* Task prompt *
From the entries below, please output exactly the lines starting at the one containing "pub use constants::*;" and ending at the one containing "file not found", both included.

* Material provided *
==================================================
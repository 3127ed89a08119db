mod constants;
mod detector;

pub use constants::*;
pub use detector::{LinuxInfo, Platform, PlatformInfo, detect_platform};
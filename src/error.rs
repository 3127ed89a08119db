use std::path::PathBuf;
use thiserror::Error;

#[derive(Error, Debug)]
pub enum WatchError {
    #[error("Configuration file not found at {path}")]
    ConfigNotFound { path: PathBuf },

    #[error("Invalid configuration: {message}")]
    ConfigInvalid { message: String },

    #[error("No folder is being watched")]
    NoTargetConfigured,

    #[error("Watched folder not found: {path}")]
    TargetNotFound { path: PathBuf },

    #[error("Cannot access folder: {path} ({reason})")]
    AccessDenied { path: PathBuf, reason: String },

    #[error("Secret store error: {message}")]
    SecretStore { message: String },

    #[error(transparent)]
    Mount(#[from] MountError),

    #[error("IO error: {0}")]
    Io(#[from] std::io::Error),

    #[error("JSON error: {0}")]
    Json(#[from] serde_json::Error),

    #[error(transparent)]
    Other(#[from] anyhow::Error),
}

/// Failures of a single mount-recovery attempt. Each variant maps onto a
/// user-visible failure kind; none of them escape a check cycle.
#[derive(Error, Debug)]
pub enum MountError {
    #[error("Server disconnected and credentials are not configured")]
    CredentialsMissing,

    #[error("Mount command failed: {output}")]
    CommandFailed { output: String },

    #[error("Volume did not reappear after remount: {volume}")]
    VerificationFailed { volume: PathBuf },

    #[error("Secret store error: {message}")]
    Secret { message: String },

    #[error("Share mount helper not found: {tool}")]
    OpenerNotFound { tool: String },

    #[error("IO error: {0}")]
    Io(#[from] std::io::Error),
}

pub type Result<T> = std::result::Result<T, WatchError>;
==================================================
* Task output *
pub use constants::*;
pub use detector::{LinuxInfo, Platform, PlatformInfo, detect_platform};
filename src/error.rs
repository 3127ed89a08119db
use std::path::PathBuf;
use thiserror::Error;

#[derive(Error, Debug)]
pub enum WatchError {
    #[error("Configuration file not found at {path}")]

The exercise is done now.